* PROBLEM DESCRIPTION
Task for the records below: count the lines that contain the word "AuthProvider" and give only that number.

Segment Start: STORED DATA

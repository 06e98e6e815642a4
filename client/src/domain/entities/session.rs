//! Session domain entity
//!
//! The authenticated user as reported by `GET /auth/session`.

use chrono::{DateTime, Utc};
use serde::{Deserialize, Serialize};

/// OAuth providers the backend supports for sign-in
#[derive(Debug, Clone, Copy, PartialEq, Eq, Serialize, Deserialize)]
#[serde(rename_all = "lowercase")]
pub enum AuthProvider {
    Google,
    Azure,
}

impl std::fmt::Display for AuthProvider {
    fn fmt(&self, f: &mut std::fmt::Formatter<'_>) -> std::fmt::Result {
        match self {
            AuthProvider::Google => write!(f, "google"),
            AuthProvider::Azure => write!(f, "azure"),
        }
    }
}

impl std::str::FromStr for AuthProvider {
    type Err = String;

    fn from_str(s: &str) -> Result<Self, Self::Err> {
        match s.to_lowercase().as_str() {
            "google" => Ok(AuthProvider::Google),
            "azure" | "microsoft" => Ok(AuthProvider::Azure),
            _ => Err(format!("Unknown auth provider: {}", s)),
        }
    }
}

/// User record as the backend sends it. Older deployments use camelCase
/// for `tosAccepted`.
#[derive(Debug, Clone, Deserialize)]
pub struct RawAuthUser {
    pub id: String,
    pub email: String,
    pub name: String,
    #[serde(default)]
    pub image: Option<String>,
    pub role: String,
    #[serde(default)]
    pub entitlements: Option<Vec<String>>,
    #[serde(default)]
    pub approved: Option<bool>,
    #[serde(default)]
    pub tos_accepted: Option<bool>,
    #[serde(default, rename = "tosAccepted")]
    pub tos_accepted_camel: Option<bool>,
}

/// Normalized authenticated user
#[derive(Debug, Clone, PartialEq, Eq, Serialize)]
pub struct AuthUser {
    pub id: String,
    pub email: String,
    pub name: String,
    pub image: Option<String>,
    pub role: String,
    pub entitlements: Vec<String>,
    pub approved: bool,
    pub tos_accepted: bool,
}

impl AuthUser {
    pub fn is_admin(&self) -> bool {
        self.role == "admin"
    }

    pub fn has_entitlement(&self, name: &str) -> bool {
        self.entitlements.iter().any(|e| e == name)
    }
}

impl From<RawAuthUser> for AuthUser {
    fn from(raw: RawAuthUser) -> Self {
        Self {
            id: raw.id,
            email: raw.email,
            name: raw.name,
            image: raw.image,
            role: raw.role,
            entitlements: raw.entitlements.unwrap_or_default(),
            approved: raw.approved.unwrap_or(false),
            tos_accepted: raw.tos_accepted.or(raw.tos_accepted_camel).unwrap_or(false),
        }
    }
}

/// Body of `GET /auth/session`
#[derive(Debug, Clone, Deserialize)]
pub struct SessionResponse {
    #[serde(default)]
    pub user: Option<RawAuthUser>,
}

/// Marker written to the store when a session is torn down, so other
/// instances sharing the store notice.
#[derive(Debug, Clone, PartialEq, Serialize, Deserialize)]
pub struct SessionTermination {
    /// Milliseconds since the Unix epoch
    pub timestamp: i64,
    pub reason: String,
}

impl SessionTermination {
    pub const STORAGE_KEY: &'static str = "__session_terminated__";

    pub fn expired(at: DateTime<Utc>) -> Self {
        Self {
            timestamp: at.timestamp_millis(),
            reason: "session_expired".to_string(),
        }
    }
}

Segment End: STORED DATA
Segment Start: STORED DATA

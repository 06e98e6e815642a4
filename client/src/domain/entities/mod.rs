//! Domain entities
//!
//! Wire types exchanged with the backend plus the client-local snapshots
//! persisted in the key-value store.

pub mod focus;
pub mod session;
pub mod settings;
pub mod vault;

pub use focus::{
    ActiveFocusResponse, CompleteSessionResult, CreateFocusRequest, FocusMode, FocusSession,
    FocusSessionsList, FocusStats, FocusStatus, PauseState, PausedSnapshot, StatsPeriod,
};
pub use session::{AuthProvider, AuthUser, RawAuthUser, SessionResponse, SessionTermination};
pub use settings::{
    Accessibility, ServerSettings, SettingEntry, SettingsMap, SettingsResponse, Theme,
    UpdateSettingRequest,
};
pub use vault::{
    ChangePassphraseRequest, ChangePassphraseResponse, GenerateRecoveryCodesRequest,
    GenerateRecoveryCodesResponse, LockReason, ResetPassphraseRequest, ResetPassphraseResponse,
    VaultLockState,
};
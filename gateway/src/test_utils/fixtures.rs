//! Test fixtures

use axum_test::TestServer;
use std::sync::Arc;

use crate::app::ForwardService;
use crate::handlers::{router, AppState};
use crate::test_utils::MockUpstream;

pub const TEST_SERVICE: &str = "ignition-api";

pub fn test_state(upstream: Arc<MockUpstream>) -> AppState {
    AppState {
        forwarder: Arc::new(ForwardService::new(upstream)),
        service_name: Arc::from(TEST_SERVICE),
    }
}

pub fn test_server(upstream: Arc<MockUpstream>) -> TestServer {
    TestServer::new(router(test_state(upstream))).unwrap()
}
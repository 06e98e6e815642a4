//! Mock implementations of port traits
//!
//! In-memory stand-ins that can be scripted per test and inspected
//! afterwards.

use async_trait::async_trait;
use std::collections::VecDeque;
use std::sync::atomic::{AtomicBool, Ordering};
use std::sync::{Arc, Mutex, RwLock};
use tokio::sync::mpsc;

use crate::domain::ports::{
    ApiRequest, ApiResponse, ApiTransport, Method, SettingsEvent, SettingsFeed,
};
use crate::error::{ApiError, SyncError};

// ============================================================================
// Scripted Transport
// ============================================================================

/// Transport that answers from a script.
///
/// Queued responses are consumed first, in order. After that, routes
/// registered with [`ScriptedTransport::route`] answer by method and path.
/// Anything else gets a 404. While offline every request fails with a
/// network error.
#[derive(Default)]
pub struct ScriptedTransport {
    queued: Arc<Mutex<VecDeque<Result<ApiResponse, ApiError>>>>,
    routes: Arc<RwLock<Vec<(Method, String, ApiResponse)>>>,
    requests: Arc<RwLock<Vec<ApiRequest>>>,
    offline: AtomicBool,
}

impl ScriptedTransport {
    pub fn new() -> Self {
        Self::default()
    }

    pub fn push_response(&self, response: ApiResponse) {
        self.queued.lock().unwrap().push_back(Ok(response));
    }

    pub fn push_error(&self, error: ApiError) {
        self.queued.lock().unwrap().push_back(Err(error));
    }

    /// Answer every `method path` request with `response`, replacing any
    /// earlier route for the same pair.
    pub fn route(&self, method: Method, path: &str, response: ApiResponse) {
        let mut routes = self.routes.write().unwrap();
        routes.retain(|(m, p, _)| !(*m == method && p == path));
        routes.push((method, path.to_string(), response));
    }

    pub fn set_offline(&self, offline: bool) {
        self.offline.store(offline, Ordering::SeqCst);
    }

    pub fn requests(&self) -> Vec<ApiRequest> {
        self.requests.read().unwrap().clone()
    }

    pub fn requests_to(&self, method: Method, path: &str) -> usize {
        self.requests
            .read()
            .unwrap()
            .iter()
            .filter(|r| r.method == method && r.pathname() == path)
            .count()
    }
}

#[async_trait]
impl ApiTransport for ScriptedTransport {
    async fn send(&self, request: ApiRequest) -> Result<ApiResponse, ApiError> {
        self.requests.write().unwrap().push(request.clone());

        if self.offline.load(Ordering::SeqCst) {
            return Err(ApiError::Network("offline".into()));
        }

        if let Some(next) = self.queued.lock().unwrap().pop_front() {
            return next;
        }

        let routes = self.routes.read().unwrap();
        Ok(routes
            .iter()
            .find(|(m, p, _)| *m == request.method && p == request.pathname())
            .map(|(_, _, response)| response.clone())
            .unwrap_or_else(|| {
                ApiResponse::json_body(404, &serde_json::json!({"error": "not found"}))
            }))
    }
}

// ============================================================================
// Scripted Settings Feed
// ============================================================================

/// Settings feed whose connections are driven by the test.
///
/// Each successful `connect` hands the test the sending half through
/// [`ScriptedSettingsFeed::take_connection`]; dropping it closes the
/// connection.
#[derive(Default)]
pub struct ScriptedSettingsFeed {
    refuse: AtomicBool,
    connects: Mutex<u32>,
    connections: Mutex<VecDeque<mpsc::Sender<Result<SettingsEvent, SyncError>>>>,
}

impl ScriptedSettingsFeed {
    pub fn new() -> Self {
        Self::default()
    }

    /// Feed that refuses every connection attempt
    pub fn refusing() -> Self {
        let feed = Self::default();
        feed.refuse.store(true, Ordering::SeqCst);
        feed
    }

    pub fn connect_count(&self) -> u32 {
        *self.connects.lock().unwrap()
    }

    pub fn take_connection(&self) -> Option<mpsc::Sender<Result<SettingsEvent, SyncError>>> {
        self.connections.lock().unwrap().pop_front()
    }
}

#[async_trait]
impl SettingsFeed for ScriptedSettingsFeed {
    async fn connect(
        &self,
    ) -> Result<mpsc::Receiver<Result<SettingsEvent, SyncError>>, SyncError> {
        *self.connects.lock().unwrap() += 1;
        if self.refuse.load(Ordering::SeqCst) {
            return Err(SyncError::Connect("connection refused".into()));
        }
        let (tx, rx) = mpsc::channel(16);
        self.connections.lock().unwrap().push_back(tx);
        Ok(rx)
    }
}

Segment End: STORED DATA

* RESPONSE FOR THIS EXERCISE
8